The IPPR think tank has called for the state to build and operate new residential care homes, and establish new financial regulator to oversee private providers.

According to the organisation’s report, the private sector now provides 84 per cent of beds for people needing residential social care, up from an estimated 82 per cent in 2015. A further 13 per cent are provided by the voluntary sector and just three per cent by local authorities and other public sector.

Meanwhile almost one fifth of all social care provision is provided by the five largest providers, of which four – one more than in 2016 - are owned by private equity firms.

The IPPR lists three factors that can lead to lower quality care from private providers, especially those backed by private equity: covering workforce, instability and size.

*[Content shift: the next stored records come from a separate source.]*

//! The `docsign-agent` binary.

mod common;

use assert_cmd::Command;
use common::{sample_pdf, standard_store, TEST_PIN};
use docsign_agent::signatures::verify_pdf;
use docsign_agent::signing::verify_detached;

fn agent() -> Command {
    let mut cmd = Command::cargo_bin("docsign-agent").unwrap();
    cmd.env_remove("RUST_LOG");
    cmd
}

fn stdout(output: &std::process::Output) -> String {
    String::from_utf8_lossy(&output.stdout).into_owned()
}

#[test]
fn test_parse_error_exits_2() {
    let output = agent().arg("frobnicate").output().unwrap();
    assert_eq!(output.status.code(), Some(2));

    // Selector is mandatory and exclusive
    let output = agent().args(["sign", "--file", "x"]).output().unwrap();
    assert_eq!(output.status.code(), Some(2));
    let output = agent()
        .args(["sign", "--file", "x", "--cert-index", "0", "--thumbprint", "AB"])
        .output()
        .unwrap();
    assert_eq!(output.status.code(), Some(2));
}

#[test]
fn test_list_empty_store() {
    let dir = tempfile::tempdir().unwrap();
    let output = agent().arg("--store").arg(dir.path()).arg("list").output().unwrap();
    assert_eq!(output.status.code(), Some(0));
    assert!(stdout(&output).contains("No certificates"));
}

#[test]
fn test_list_shows_certificates() {
    let store = standard_store();
    let output = agent().arg("--store").arg(store.path()).arg("list").output().unwrap();
    assert!(output.status.success());
    let text = stdout(&output);
    assert!(text.contains("[0] CN=Alice"));
    assert!(text.contains("[1] CN=Carol"));
    assert!(!text.contains("CN=Bob"));

    let output = agent()
        .arg("--store")
        .arg(store.path())
        .args(["list", "--all"])
        .output()
        .unwrap();
    assert!(stdout(&output).contains("[1] CN=Bob"));
}

#[test]
fn test_sign_writes_p7s() {
    let store = standard_store();
    let work = tempfile::tempdir().unwrap();
    let file = work.path().join("report.txt");
    std::fs::write(&file, b"quarterly numbers").unwrap();

    let output = agent()
        .arg("--store")
        .arg(store.path())
        .args(["sign", "--cert-index", "0", "--file"])
        .arg(&file)
        .output()
        .unwrap();
    assert!(output.status.success());
    assert!(stdout(&output).contains("Signed by CN=Alice"));

    let der = std::fs::read(work.path().join("report.txt.p7s")).unwrap();
    assert!(verify_detached(&der, b"quarterly numbers").is_ok());
}

#[test]
fn test_sign_with_pin_from_stdin() {
    let store = standard_store();
    let work = tempfile::tempdir().unwrap();
    let file = work.path().join("memo.txt");
    std::fs::write(&file, b"memo").unwrap();

    let output = agent()
        .arg("--store")
        .arg(store.path())
        .args(["sign", "--cert-index", "1", "--pin-stdin", "--file"])
        .arg(&file)
        .write_stdin(format!("{}\n", TEST_PIN))
        .output()
        .unwrap();
    assert!(output.status.success());
    assert!(stdout(&output).contains("CN=Carol"));
    assert!(work.path().join("memo.txt.p7s").is_file());
}

#[test]
fn test_missing_input_reports_and_exits_0() {
    let store = standard_store();
    let output = agent()
        .arg("--store")
        .arg(store.path())
        .args(["sign", "--cert-index", "0", "--file", "/definitely/not/here.txt"])
        .output()
        .unwrap();
    assert_eq!(output.status.code(), Some(0));
    assert!(String::from_utf8_lossy(&output.stderr).contains("error: input not found"));
}

#[test]
fn test_pdf_sign_then_verify() {
    let store = standard_store();
    let work = tempfile::tempdir().unwrap();
    let input = work.path().join("in.pdf");
    let signed = work.path().join("out.pdf");
    std::fs::write(&input, sample_pdf(1)).unwrap();

    let output = agent()
        .arg("--store")
        .arg(store.path())
        .args(["pdf-sign", "--cert-index", "0", "--protocol", "NS-CLI-7", "--p7s", "--input"])
        .arg(&input)
        .arg("--output")
        .arg(&signed)
        .output()
        .unwrap();
    assert!(output.status.success());
    assert!(stdout(&output).contains("protocol NS-CLI-7"));
    assert!(work.path().join("out.pdf.p7s").is_file());

    let reports = verify_pdf(&std::fs::read(&signed).unwrap()).unwrap();
    assert!(reports[0].is_valid());

    let output = agent().arg("verify-pdf").arg("--input").arg(&signed).output().unwrap();
    assert!(output.status.success());
    let text = stdout(&output);
    assert!(text.contains("[valid]"));
    assert!(text.contains("signer:    CN=Alice"));
}

#[test]
fn test_enroll_then_list() {
    let dir = tempfile::tempdir().unwrap();
    let output = agent()
        .arg("--store")
        .arg(dir.path())
        .args(["enroll", "--subject", "CN=Frank", "--key-bits", "1024", "--name", "frank"])
        .output()
        .unwrap();
    assert!(output.status.success());
    assert!(dir.path().join("frank.key").is_file());

    let output = agent().arg("--store").arg(dir.path()).arg("list").output().unwrap();
    assert!(stdout(&output).contains("[0] CN=Frank"));
}
//! Request and response bodies, and the error envelope.

use crate::certificates::CertificateSelector;
use crate::error::Error;
use crate::pin::Pin;
use crate::stamp::PdfStampOptions;
use axum::http::StatusCode;
use axum::response::{IntoResponse, Response};
use axum::Json;
use base64::engine::general_purpose::STANDARD;
use base64::Engine;
use chrono::{DateTime, Utc};
use serde::{Deserialize, Serialize};

fn default_true() -> bool {
    true
}

/// `POST /sign`
#[derive(Debug, Clone, Deserialize)]
pub struct SignRequest {
    /// Index into the default listing
    pub cert_index: Option<usize>,
    /// Certificate thumbprint
    pub thumbprint: Option<String>,
    /// Base64 payload
    pub payload: String,
    /// Only detached signatures are produced
    #[serde(default = "default_true")]
    pub detached: bool,
    /// PIN for a protected key
    pub pin: Option<String>,
}

/// Answer to `POST /sign`.
#[derive(Debug, Clone, PartialEq, Serialize, Deserialize)]
pub struct SignResponse {
    /// Base64 DER CMS SignedData
    pub signature: String,
    /// Signer subject
    pub certificate_subject: String,
    /// Signer serial, uppercase hex
    pub certificate_serial: String,
    /// Signer issuer
    pub certificate_issuer: String,
    /// Signing time, RFC 3339 UTC
    pub signed_at: DateTime<Utc>,
}

/// `POST /sign/pdf`
#[derive(Debug, Clone, Deserialize)]
pub struct PdfSignRequest {
    /// Index into the default listing
    pub cert_index: Option<usize>,
    /// Certificate thumbprint
    pub thumbprint: Option<String>,
    /// Base64 PDF
    pub payload: String,
    /// Stamp and field settings
    #[serde(flatten)]
    pub stamp: PdfStampOptions,
    /// PIN for a protected key
    pub pin: Option<String>,
    /// Also return the bare CMS signature
    #[serde(default)]
    pub include_p7s: bool,
}

/// Answer to `POST /sign/pdf`.
#[derive(Debug, Clone, PartialEq, Serialize, Deserialize)]
pub struct PdfSignResponse {
    /// Base64 signed PDF
    pub pdf: String,
    /// Protocol number on the stamp
    pub protocol: String,
    /// Signature type label
    pub signature_type: String,
    /// Authentication label
    pub authentication: String,
    /// Base64 CMS signature, when asked for
    #[serde(skip_serializing_if = "Option::is_none")]
    pub p7s: Option<String>,
}

/// `POST /pin/{id}`
#[derive(Debug, Clone, Deserialize)]
pub struct PinAnswer {
    /// The PIN; empty cancels
    #[serde(default)]
    pub pin: String,
}

/// `GET /certificates` query.
#[derive(Debug, Clone, Copy, Default, Deserialize)]
pub struct CertificatesQuery {
    /// Include certificates without a private key
    #[serde(default)]
    pub all: bool,
}

/// `GET /status`
#[derive(Debug, Clone, PartialEq, Serialize, Deserialize)]
pub struct StatusResponse {
    /// `not_started`, `listening` or `stopped`
    pub state: String,
    /// Crate version
    pub version: String,
    /// Listening address
    pub address: Option<String>,
    /// Whether a hardware token can take the PIN itself
    pub supports_hardware_pin_entry: bool,
    /// Challenges waiting for an answer
    pub pending_pin_challenges: usize,
}

/// Build a selector from the two optional request fields.
pub fn selector(cert_index: Option<usize>, thumbprint: Option<&str>) -> Result<Option<CertificateSelector>, Error> {
    match (cert_index, thumbprint) {
        (Some(_), Some(_)) => Err(Error::InvalidCertificateSelector(
            "give either cert_index or thumbprint, not both".to_string(),
        )),
        (Some(index), None) => Ok(Some(CertificateSelector::Index(index))),
        (None, Some(thumbprint)) => Ok(Some(CertificateSelector::Thumbprint(thumbprint.to_string()))),
        (None, None) => Ok(None),
    }
}

/// An empty PIN in a request means "none".
pub fn request_pin(pin: Option<String>) -> Option<Pin> {
    pin.filter(|p| !p.is_empty()).map(Pin::new)
}

/// Decode a base64 field.
pub fn decode_base64(field: &str, value: &str) -> Result<Vec<u8>, Error> {
    STANDARD
        .decode(value.trim())
        .map_err(|e| Error::InvalidRequest(format!("{} is not valid base64: {}", field, e)))
}

/// Encode bytes as standard base64.
pub fn encode_base64(bytes: &[u8]) -> String {
    STANDARD.encode(bytes)
}

/// HTTP status for an error kind.
pub fn status_for(kind: &str) -> StatusCode {
    match kind {
        "invalid_certificate_selector" | "invalid_request" => StatusCode::BAD_REQUEST,
        "input_not_found" => StatusCode::NOT_FOUND,
        "pin_required" => StatusCode::PRECONDITION_REQUIRED,
        "pin_invalid" => StatusCode::UNAUTHORIZED,
        "pin_attempts_exhausted" => StatusCode::LOCKED,
        "operation_cancelled" => StatusCode::CONFLICT,
        "device_configuration" => StatusCode::BAD_GATEWAY,
        "invalid_document" => StatusCode::UNPROCESSABLE_ENTITY,
        "not_implemented" => StatusCode::NOT_IMPLEMENTED,
        "store_unavailable" => StatusCode::SERVICE_UNAVAILABLE,
        _ => StatusCode::INTERNAL_SERVER_ERROR,
    }
}

#[derive(Debug, Serialize, Deserialize)]
struct ErrorDetail {
    kind: String,
    message: String,
}

#[derive(Debug, Serialize, Deserialize)]
struct ErrorBody {
    error: ErrorDetail,
}

/// [`Error`] as an HTTP response: `{"error": {"kind", "message"}}`.
#[derive(Debug)]
pub struct ApiError(pub Error);

impl From<Error> for ApiError {
    fn from(err: Error) -> Self {
        Self(err)
    }
}

impl IntoResponse for ApiError {
    fn into_response(self) -> Response {
        let kind = match self.0.kind() {
            // config errors are startup-only
            "config" => "internal",
            kind => kind,
        };
        let body = ErrorBody {
            error: ErrorDetail {
                kind: kind.to_string(),
                message: self.0.to_string(),
            },
        };
        (status_for(kind), Json(body)).into_response()
    }
}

To tackle the growing problems and ensure that the sector is properly overseen, IPPR calls for government to: create a powerful new care regulator, OfCare, to oversee the financial regulation of medium and large providers that are important to the stability of the system; compel all state-funded care providers to maintain a minimum ‘safe’ level of reserves, and demonstrate that they pay their fair share of corporation tax in the UK; commit to building homes to provide up to 75,000 beds that will be needed by 2030 through borrowing worth £7.5 billion; and ensure that care within these homes is either provided directly by the state, or - building on the success of the ‘Preston model’ - is purchased from innovative not-for-profit local providers.

The smaller the care home, the more likely it is to provide good care. Some 89 per cent of small residential or nursing homes are rated as good or outstanding by the CQC, compared with 65 per cent of larger nursing homes and 72 per cent of large residential homes. Yet the share of beds in small care homes has fallen in 91 per cent of local areas since 2015, according to analysis by FCC for this project, with only 25 per cent of beds now in such homes.

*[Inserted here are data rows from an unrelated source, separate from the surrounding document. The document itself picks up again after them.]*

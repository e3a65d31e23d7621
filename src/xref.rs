//! Cross-reference loading.
//!
//! Reads the section named by `startxref` and every older section reachable
//! through /Prev (and /XRefStm in hybrid files). Newer sections win over
//! older ones. Both classic tables and cross-reference streams are
//! accepted.

use crate::error::{Error, Result};
use crate::lexer::{keyword, skip_ws};
use crate::object::{Dictionary, Object};
use crate::parser::{parse_indirect_object_at, parse_object};
use nom::character::complete::{digit1, one_of, space1};
use nom::combinator::map_res;
use nom::IResult;
use std::collections::{HashMap, HashSet};
use std::str::FromStr;

/// /Prev chains longer than this are treated as corrupt.
const MAX_SECTIONS: usize = 100;

/// How far from the end of the file `startxref` is searched for.
const STARTXREF_WINDOW: usize = 2048;

/// Location of one object.
#[derive(Debug, Clone, Copy, PartialEq, Eq)]
pub enum XRefEntry {
    /// Free slot
    Free {
        /// Generation to use on reuse
        gen: u16,
    },
    /// Object stored at a byte offset
    InUse {
        /// Byte offset of `N G obj`
        offset: usize,
        /// Generation number
        gen: u16,
    },
    /// Object stored inside an object stream
    Compressed {
        /// Object number of the /ObjStm
        stream: u32,
        /// Index within the stream
        index: u32,
    },
}

/// Cross-reference format of a section.
#[derive(Debug, Clone, Copy, PartialEq, Eq)]
pub enum XRefFormat {
    /// `xref` table followed by `trailer`
    Table,
    /// `/Type /XRef` stream
    Stream,
}

/// Merged view of all cross-reference sections in a file.
#[derive(Debug, Clone)]
pub struct CrossRefTable {
    entries: HashMap<u32, XRefEntry>,
    trailer: Dictionary,
    format: XRefFormat,
    startxref: usize,
}

impl CrossRefTable {
    /// Entry for an object number.
    pub fn get(&self, id: u32) -> Option<&XRefEntry> {
        self.entries.get(&id)
    }

    /// Trailer of the newest section.
    ///
    /// For cross-reference streams this is the stream dictionary.
    pub fn trailer(&self) -> &Dictionary {
        &self.trailer
    }

    /// Format of the newest section.
    pub fn format(&self) -> XRefFormat {
        self.format
    }

    /// Offset of the newest section, i.e. the value an update writes as /Prev.
    pub fn startxref(&self) -> usize {
        self.startxref
    }

    /// Object numbers with an in-use or compressed entry.
    pub fn object_ids(&self) -> impl Iterator<Item = u32> + '_ {
        self.entries
            .iter()
            .filter(|(_, e)| !matches!(e, XRefEntry::Free { .. }))
            .map(|(id, _)| *id)
    }

    /// One past the highest object number in use, or /Size if larger.
    pub fn size(&self) -> u32 {
        let from_entries = self.entries.keys().max().map(|m| m + 1).unwrap_or(0);
        let from_trailer = self
            .trailer
            .get("Size")
            .and_then(Object::as_integer)
            .map(|s| s.clamp(0, u32::MAX as i64) as u32)
            .unwrap_or(0);
        from_entries.max(from_trailer)
    }

    /// Number of entries, free slots included.
    pub fn len(&self) -> usize {
        self.entries.len()
    }

    /// Whether the table has no entries.
    pub fn is_empty(&self) -> bool {
        self.entries.is_empty()
    }

    fn merge_older(&mut self, older: HashMap<u32, XRefEntry>) {
        for (id, entry) in older {
            self.entries.entry(id).or_insert(entry);
        }
    }
}

/// Locate the offset after the last `startxref` keyword.
pub fn find_startxref(data: &[u8]) -> Result<usize> {
    let window_start = data.len().saturating_sub(STARTXREF_WINDOW);
    let tail = &data[window_start..];
    let pos = tail
        .windows(b"startxref".len())
        .rposition(|w| w == b"startxref")
        .ok_or_else(|| Error::InvalidXref("startxref not found".to_string()))?;
    let after = skip_ws(&tail[pos + b"startxref".len()..]);
    let (_, offset) = number::<usize>(after)
        .map_err(|_| Error::InvalidXref("startxref is not followed by an offset".to_string()))?;
    Ok(offset)
}

/// Load the cross-reference chain of a complete file.
pub fn load(data: &[u8]) -> Result<CrossRefTable> {
    let startxref = find_startxref(data)?;
    let (entries, trailer, format) = parse_section(data, startxref)?;
    let mut table = CrossRefTable {
        entries,
        trailer,
        format,
        startxref,
    };

    let mut visited = HashSet::from([startxref]);
    let mut pending: Vec<usize> = chained_offsets(&table.trailer);
    while let Some(offset) = pending.pop() {
        if !visited.insert(offset) {
            log::warn!("cross-reference chain revisits offset {}, stopping", offset);
            continue;
        }
        if visited.len() > MAX_SECTIONS {
            return Err(Error::InvalidXref(format!("more than {} sections", MAX_SECTIONS)));
        }
        let (older, older_trailer, _) = parse_section(data, offset)?;
        log::debug!("merged {} entries from section at {}", older.len(), offset);
        table.merge_older(older);
        pending.extend(chained_offsets(&older_trailer));
    }
    Ok(table)
}

/// Older sections referenced by a trailer, in stack order.
fn chained_offsets(trailer: &Dictionary) -> Vec<usize> {
    let mut offsets = Vec::new();
    for key in ["Prev", "XRefStm"] {
        if let Some(value) = trailer.get(key).and_then(Object::as_integer) {
            if value >= 0 {
                offsets.push(value as usize);
            }
        }
    }
    // Popped from the back, so XRefStm (pushed last) is merged first
    offsets
}

type Section = (HashMap<u32, XRefEntry>, Dictionary, XRefFormat);

fn parse_section(data: &[u8], offset: usize) -> Result<Section> {
    let at = data
        .get(offset..)
        .ok_or_else(|| Error::InvalidXref(format!("offset {} is past end of file", offset)))?;
    if skip_ws(at).starts_with(b"xref") {
        let (entries, trailer) = parse_table(at)?;
        Ok((entries, trailer, XRefFormat::Table))
    } else {
        let (entries, trailer) = parse_stream(data, offset)?;
        Ok((entries, trailer, XRefFormat::Stream))
    }
}

fn number<T: FromStr>(input: &[u8]) -> IResult<&[u8], T> {
    map_res(digit1, |d: &[u8]| {
        std::str::from_utf8(d).ok().and_then(|s| s.parse::<T>().ok()).ok_or(())
    })(input)
}

/// `oooooooooo ggggg n` with any run of spaces between fields.
fn table_entry(input: &[u8]) -> IResult<&[u8], (usize, u16, char)> {
    let input = skip_ws(input);
    let (input, offset) = number::<usize>(input)?;
    let (input, _) = space1(input)?;
    let (input, gen) = number::<u16>(input)?;
    let (input, _) = space1(input)?;
    let (input, kind) = one_of("nf")(input)?;
    Ok((input, (offset, gen, kind)))
}

fn subsection_header(input: &[u8]) -> IResult<&[u8], (u32, usize)> {
    let input = skip_ws(input);
    let (input, start) = number::<u32>(input)?;
    let (input, _) = space1(input)?;
    let (input, count) = number::<usize>(input)?;
    Ok((input, (start, count)))
}

fn parse_table(input: &[u8]) -> Result<(HashMap<u32, XRefEntry>, Dictionary)> {
    let malformed = |what: &str| Error::InvalidXref(format!("classic table: {}", what));
    let (mut rest, _) = keyword("xref")(input).map_err(|_| malformed("missing xref keyword"))?;
    let mut entries = HashMap::new();

    loop {
        if keyword("trailer")(rest).is_ok() {
            break;
        }
        let (after, (start, count)) =
            subsection_header(rest).map_err(|_| malformed("bad subsection header"))?;
        // Every entry takes at least 18 bytes
        if count > after.len() / 18 + 1 {
            return Err(malformed("subsection count exceeds file size"));
        }
        rest = after;
        for i in 0..count {
            let (after, (offset, gen, kind)) =
                table_entry(rest).map_err(|_| malformed("bad entry"))?;
            let id = start
                .checked_add(i as u32)
                .ok_or_else(|| malformed("object number overflow"))?;
            let entry = if kind == 'n' {
                XRefEntry::InUse { offset, gen }
            } else {
                XRefEntry::Free { gen }
            };
            entries.insert(id, entry);
            rest = after;
        }
    }

    let (rest, _) = keyword("trailer")(rest).map_err(|_| malformed("missing trailer"))?;
    let (_, trailer) = parse_object(rest).map_err(|_| malformed("unreadable trailer"))?;
    let trailer = trailer.into_dict().map_err(|_| malformed("trailer is not a dictionary"))?;
    Ok((entries, trailer))
}

fn parse_stream(data: &[u8], offset: usize) -> Result<(HashMap<u32, XRefEntry>, Dictionary)> {
    let malformed = |what: String| Error::InvalidXref(format!("xref stream at {}: {}", offset, what));
    let (_, object) = parse_indirect_object_at(data, offset)?;
    let (dict, raw) = match &object {
        Object::Stream { dict, data } => (dict, data),
        other => return Err(malformed(format!("found {} instead of a stream", other.type_name()))),
    };
    if let Some(kind) = dict.get("Type").and_then(Object::as_name) {
        if kind != "XRef" {
            return Err(malformed(format!("/Type is /{}", kind)));
        }
    }

    let widths: Vec<usize> = dict
        .get("W")
        .and_then(Object::as_array)
        .map(|w| w.iter().filter_map(Object::as_integer).map(|v| v.max(0) as usize).collect())
        .unwrap_or_default();
    if widths.len() != 3 || widths.iter().any(|&w| w > 8) {
        return Err(malformed("/W must hold three widths of at most 8 bytes".to_string()));
    }
    let size = dict
        .get("Size")
        .and_then(Object::as_integer)
        .ok_or_else(|| malformed("missing /Size".to_string()))?;
    let ranges: Vec<(u32, u32)> = match dict.get("Index").and_then(Object::as_array) {
        Some(index) => index
            .chunks_exact(2)
            .filter_map(|pair| Some((pair[0].as_integer()? as u32, pair[1].as_integer()? as u32)))
            .collect(),
        None => vec![(0, size.max(0) as u32)],
    };

    let decoded = crate::filters::decode(raw, dict)?;
    let row = widths.iter().sum::<usize>();
    if row == 0 {
        return Err(malformed("zero-width rows".to_string()));
    }
    let mut rows = decoded.chunks_exact(row);
    let mut entries = HashMap::new();
    for (start, count) in ranges {
        for i in 0..count {
            let fields = rows
                .next()
                .ok_or_else(|| malformed("stream data shorter than /Index".to_string()))?;
            let (f1, rest) = fields.split_at(widths[0]);
            let (f2, f3) = rest.split_at(widths[1]);
            // A zero-width type field defaults to type 1
            let kind = if widths[0] == 0 { 1 } else { be_int(f1) };
            let entry = match kind {
                0 => XRefEntry::Free { gen: be_int(f3) as u16 },
                1 => XRefEntry::InUse {
                    offset: be_int(f2) as usize,
                    gen: be_int(f3) as u16,
                },
                2 => XRefEntry::Compressed {
                    stream: be_int(f2) as u32,
                    index: be_int(f3) as u32,
                },
                other => {
                    log::debug!("ignoring xref entry of unknown type {}", other);
                    continue;
                },
            };
            entries.insert(start.saturating_add(i), entry);
        }
    }
    Ok((entries, dict.clone()))
}

fn be_int(bytes: &[u8]) -> u64 {
    bytes.iter().fold(0u64, |acc, &b| (acc << 8) | b as u64)
}
//! Verification of detached CMS signatures.

use super::oid::{ID_MESSAGE_DIGEST, ID_SHA_256, ID_SIGNED_DATA, ID_SIGNING_TIME};
use crate::certificates::{Certificate, KeyHandle};
use crate::error::{Error, Result};
use ::cms::cert::CertificateChoices;
use ::cms::content_info::ContentInfo;
use ::cms::signed_data::{SignedData, SignerIdentifier, SignerInfo};
use chrono::{DateTime, Utc};
use der::asn1::OctetString;
use der::{Any, Decode, Encode, SliceReader};
use rsa::pkcs1v15::{Signature, VerifyingKey};
use rsa::pkcs8::DecodePublicKey;
use rsa::RsaPublicKey;
use sha2::{Digest, Sha256};
use signature::Verifier;
use x509_cert::time::Time;

/// Who signed, according to a verified signature.
#[derive(Debug, Clone, PartialEq, Eq)]
pub struct DetachedVerification {
    /// Signer certificate subject
    pub subject: String,
    /// Signer certificate issuer
    pub issuer: String,
    /// Signer certificate serial, uppercase hex
    pub serial_number: String,
    /// Signing-time attribute, when present
    pub signed_at: Option<DateTime<Utc>>,
    /// DER of the certificate the signature verified against
    pub certificate_der: Vec<u8>,
}

/// Verify `signature` over `payload` with the certificate embedded in it.
///
/// Trailing bytes after the DER value are ignored, so the zero-padded
/// `/Contents` of a PDF signature can be passed as is.
pub fn verify_detached(signature: &[u8], payload: &[u8]) -> Result<DetachedVerification> {
    verify(signature, payload, None)
}

/// Like [`verify_detached`] but against a given DER certificate.
pub fn verify_detached_with_certificate(
    signature: &[u8],
    payload: &[u8],
    certificate: &[u8],
) -> Result<DetachedVerification> {
    verify(signature, payload, Some(certificate))
}

fn verify(signature: &[u8], payload: &[u8], supplied: Option<&[u8]>) -> Result<DetachedVerification> {
    let mut reader = SliceReader::new(signature)?;
    let content_info = ContentInfo::decode(&mut reader)?;
    if content_info.content_type != ID_SIGNED_DATA {
        return Err(Error::Crypto(format!("content type {} is not SignedData", content_info.content_type)));
    }
    let signed_data = SignedData::from_der(&content_info.content.to_der()?)?;
    if signed_data.encap_content_info.econtent.is_some() {
        return Err(Error::Crypto("signature carries its content, expected detached".to_string()));
    }
    let signer = signed_data
        .signer_infos
        .0
        .iter()
        .next()
        .ok_or_else(|| Error::Crypto("SignedData has no signer".to_string()))?;
    if signer.digest_alg.oid != ID_SHA_256 {
        return Err(Error::Crypto(format!("unsupported digest algorithm {}", signer.digest_alg.oid)));
    }
    let signed_attrs = signer
        .signed_attrs
        .as_ref()
        .ok_or_else(|| Error::Crypto("signer has no signed attributes".to_string()))?;

    let message_digest = attribute_value(signer, ID_MESSAGE_DIGEST)
        .ok_or_else(|| Error::Crypto("message-digest attribute missing".to_string()))?;
    let message_digest = OctetString::from_der(&message_digest.to_der()?)?;
    if message_digest.as_bytes() != Sha256::digest(payload).as_slice() {
        return Err(Error::Crypto("message digest does not match the signed data".to_string()));
    }
    let signed_at = match attribute_value(signer, ID_SIGNING_TIME) {
        Some(value) => {
            let time = Time::from_der(&value.to_der()?)?;
            i64::try_from(time.to_unix_duration().as_secs())
                .ok()
                .and_then(|secs| DateTime::from_timestamp(secs, 0))
        },
        None => None,
    };

    let certificate = match supplied {
        Some(der) => x509_cert::Certificate::from_der(der)?,
        None => embedded_certificate(&signed_data, &signer.sid)?,
    };
    let spki = certificate.tbs_certificate.subject_public_key_info.to_der()?;
    let public_key = RsaPublicKey::from_public_key_der(&spki)
        .map_err(|e| Error::Crypto(format!("signer key is not RSA: {}", e)))?;
    let value = Signature::try_from(signer.signature.as_bytes())
        .map_err(|e| Error::Crypto(format!("malformed signature value: {}", e)))?;
    VerifyingKey::<Sha256>::new(public_key)
        .verify(&signed_attrs.to_der()?, &value)
        .map_err(|_| Error::Crypto("signature does not verify against the signer certificate".to_string()))?;

    let certificate_der = certificate.to_der()?;
    let meta = Certificate::from_der(certificate_der.clone(), KeyHandle::None)?;
    Ok(DetachedVerification {
        subject: meta.subject,
        issuer: meta.issuer,
        serial_number: meta.serial_number,
        signed_at,
        certificate_der,
    })
}

fn attribute_value(signer: &SignerInfo, oid: der::asn1::ObjectIdentifier) -> Option<&Any> {
    signer
        .signed_attrs
        .as_ref()?
        .iter()
        .find(|attr| attr.oid == oid)
        .and_then(|attr| attr.values.iter().next())
}

fn embedded_certificate(signed_data: &SignedData, sid: &SignerIdentifier) -> Result<x509_cert::Certificate> {
    let certificates = signed_data
        .certificates
        .as_ref()
        .map(|set| set.0.iter())
        .into_iter()
        .flatten()
        .filter_map(|choice| match choice {
            CertificateChoices::Certificate(cert) => Some(cert),
            _ => None,
        });
    for cert in certificates {
        let matches = match sid {
            SignerIdentifier::IssuerAndSerialNumber(id) => {
                cert.tbs_certificate.issuer == id.issuer && cert.tbs_certificate.serial_number == id.serial_number
            },
            SignerIdentifier::SubjectKeyIdentifier(_) => true,
        };
        if matches {
            return Ok(cert.clone());
        }
    }
    Err(Error::Crypto("signer certificate is not embedded".to_string()))
}

#[cfg(test)]
mod tests {
    use super::*;

    #[test]
    fn test_garbage_is_rejected() {
        assert!(verify_detached(b"not der", b"payload").is_err());
        assert!(verify_detached(&[], b"payload").is_err());
    }

    #[test]
    fn test_wrong_content_type() {
        // ContentInfo with id-data and an empty OCTET STRING
        let info = ContentInfo {
            content_type: super::super::oid::ID_DATA,
            content: Any::encode_from(&OctetString::new(Vec::new()).unwrap()).unwrap(),
        };
        let der = info.to_der().unwrap();
        let err = verify_detached(&der, b"").unwrap_err();
        assert!(err.to_string().contains("not SignedData"));
    }
}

Harry Quilter-Pinner, lead author of the report, said: “The social care crisis is about more than just money. We need radical reform in who provides care and how they do this. Over the last few decades care the state has handed over the responsibility for care to the private sector. Too often these firms put profits before people.

“That’s why we need a new financial care regulator to ensure better monitoring of care providers financial health, and a commitment from the government to increase the share of residential care directly provided by the state, partly through borrowing to build the care homes of the future. It’s time to end the care home crisis.”